• DESCRIPTION OF THE TASK:
Search the records for the word "selected" and pick out every line that has it.

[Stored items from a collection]
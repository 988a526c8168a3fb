use axum::{
    extract::{Path, Query, State},
    response::Json,
};
use serde::Deserialize;
use utoipa::IntoParams;

use crate::models::quick_log::QuickLogFilter;
use crate::services::floor::{
    BuildStationView, QuickLogView, StageRequirementsView, StationView, TaskInstructions,
    TodayBoard,
};
use crate::session::Session;
use crate::{ApiResponse, ApiResult, AppState};

#[derive(Debug, Default, Deserialize, IntoParams)]
#[into_params(parameter_in = Query)]
pub struct StationQuery {
    /// Station id such as `paint`; unknown or missing ids show every station.
    pub station: Option<String>,
}

/// Today board for the selected technician
#[utoipa::path(
    get,
    path = "/api/v1/floor/today",
    responses(
        (status = 200, description = "Builds grouped by phase; empty when no technician is selected", body = ApiResponse<TodayBoard>),
    ),
    tag = "Floor"
)]
pub async fn today(State(state): State<AppState>, session: Session) -> ApiResult<TodayBoard> {
    Ok(Json(ApiResponse::success(
        state.services.floor.today_board(session.technician_id).await,
    )))
}

/// Quick log of active tasks
#[utoipa::path(
    get,
    path = "/api/v1/floor/log",
    params(
        ("stage" = Option<String>, Query, description = "Phase name, or `all`"),
        ("status" = Option<String>, Query, description = "active, blocked, completed or all"),
        ("q" = Option<String>, Query, description = "Search over build code, task and phase"),
    ),
    responses(
        (status = 200, description = "Filtered tasks with their next action", body = ApiResponse<QuickLogView>),
    ),
    tag = "Floor"
)]
pub async fn quick_log(
    State(state): State<AppState>,
    Query(filter): Query<QuickLogFilter>,
) -> ApiResult<QuickLogView> {
    Ok(Json(ApiResponse::success(
        state.services.floor.quick_log(filter).await,
    )))
}

/// Station queues
#[utoipa::path(
    get,
    path = "/api/v1/floor/station",
    params(StationQuery),
    responses(
        (status = 200, description = "NOW, NEXT and BLOCKED queues with shortages", body = ApiResponse<StationView>),
    ),
    tag = "Floor"
)]
pub async fn station(
    State(state): State<AppState>,
    Query(query): Query<StationQuery>,
) -> ApiResult<StationView> {
    Ok(Json(ApiResponse::success(
        state
            .services
            .floor
            .station_view(query.station.as_deref())
            .await,
    )))
}

/// Build station screen
#[utoipa::path(
    get,
    path = "/api/v1/floor/builds/{id}",
    params(("id" = String, Path, description = "Build code or id")),
    responses(
        (status = 200, description = "Tasks, events and phase progress for the build", body = ApiResponse<BuildStationView>),
        (status = 404, description = "Build not found", body = crate::errors::ErrorResponse),
    ),
    tag = "Floor"
)]
pub async fn build_station(
    State(state): State<AppState>,
    Path(id): Path<String>,
) -> ApiResult<BuildStationView> {
    let view = state.services.floor.build_station(&id).await?;
    Ok(Json(ApiResponse::success(view)))
}

/// Material requirements for one stage of a build
#[utoipa::path(
    get,
    path = "/api/v1/floor/builds/{id}/stages/{stage_id}/requirements",
    params(
        ("id" = String, Path, description = "Build code or id"),
        ("stage_id" = i64, Path, description = "Phase id"),
    ),
    responses(
        (status = 200, description = "Requirement lines and shortages", body = ApiResponse<StageRequirementsView>),
        (status = 404, description = "Build not found", body = crate::errors::ErrorResponse),
    ),
    tag = "Floor"
)]
pub async fn stage_requirements(
    State(state): State<AppState>,
    Path((id, stage_id)): Path<(String, i64)>,
) -> ApiResult<StageRequirementsView> {
    let view = state
        .services
        .floor
        .stage_requirements(&id, stage_id)
        .await?;
    Ok(Json(ApiResponse::success(view)))
}

#[utoipa::path(
    get,
    path = "/api/v1/floor/tasks/{id}/instructions",
    params(("id" = i64, Path, description = "Task id")),
    responses(
        (status = 200, description = "Work instructions", body = ApiResponse<TaskInstructions>),
        (status = 404, description = "Task not found", body = crate::errors::ErrorResponse),
    ),
    tag = "Floor"
)]
pub async fn task_instructions(
    State(state): State<AppState>,
    Path(id): Path<i64>,
) -> ApiResult<TaskInstructions> {
    let instructions = state.services.floor.task_instructions(id).await?;
    Ok(Json(ApiResponse::success(instructions)))
}
use axum::{extract::State, response::Json};
use serde::Deserialize;
use utoipa::ToSchema;
use validator::Validate;

use super::{required, AppJson};
use crate::errors::ServiceError;
use crate::models::EventType;
use crate::services::task_events::LoggedTaskEvent;
use crate::session::Session;
use crate::{ApiResponse, ApiResult, AppState};

#[derive(Debug, Deserialize, Validate, ToSchema)]
#[serde(rename_all = "camelCase")]
pub struct LogTaskEventRequest {
    #[schema(example = 42)]
    pub task_id: Option<i64>,
    /// One of START, PAUSE, RESUME, COMPLETE, BLOCK, UNBLOCK.
    #[schema(example = "START")]
    pub event_type: Option<String>,
    #[validate(length(max = 2000))]
    pub note: Option<String>,
}

fn parse_event_type(raw: &str) -> Result<EventType, ServiceError> {
    raw.trim()
        .parse()
        .map_err(|_| ServiceError::ValidationError(format!("Unknown event type: {}", raw)))
}

/// Log a task event
///
/// Moves the task to the status the event maps to. The technician selected
/// in the `gw_tech_id` cookie is recorded on the event.
#[utoipa::path(
    post,
    path = "/api/v1/task-events",
    request_body = LogTaskEventRequest,
    responses(
        (status = 200, description = "Event logged", body = ApiResponse<LoggedTaskEvent>),
        (status = 400, description = "Missing field or unknown event type", body = crate::errors::ErrorResponse),
        (status = 404, description = "Task not found", body = crate::errors::ErrorResponse),
        (status = 500, description = "Internal server error", body = crate::errors::ErrorResponse),
    ),
    tag = "Floor"
)]
pub async fn log_task_event(
    State(state): State<AppState>,
    session: Session,
    AppJson(payload): AppJson<LogTaskEventRequest>,
) -> ApiResult<LoggedTaskEvent> {
    payload.validate()?;
    let task_id = required(payload.task_id, "taskId")?;
    let event_type = parse_event_type(&required(payload.event_type, "eventType")?)?;

    let logged = state
        .services
        .task_events
        .log_event(task_id, event_type, payload.note, session.technician_id)
        .await?;
    Ok(Json(ApiResponse::success(logged)))
}

#[cfg(test)]
mod tests {
    use super::*;
    use assert_matches::assert_matches;

    #[test]
    fn event_types_parse_case_insensitively() {
        assert_eq!(parse_event_type("start").unwrap(), EventType::Start);
        assert_eq!(parse_event_type(" UNBLOCK ").unwrap(), EventType::Unblock);
    }

    #[test]
    fn unknown_event_type_is_a_validation_error() {
        assert_matches!(parse_event_type("REWORK"), Err(ServiceError::ValidationError(_)));
    }
}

• YOUR RESPONSE:
/// Today board for the selected technician
        (status = 200, description = "Builds grouped by phase; empty when no technician is selected", body = ApiResponse<TodayBoard>),
/// Moves the task to the status the event maps to. The technician selected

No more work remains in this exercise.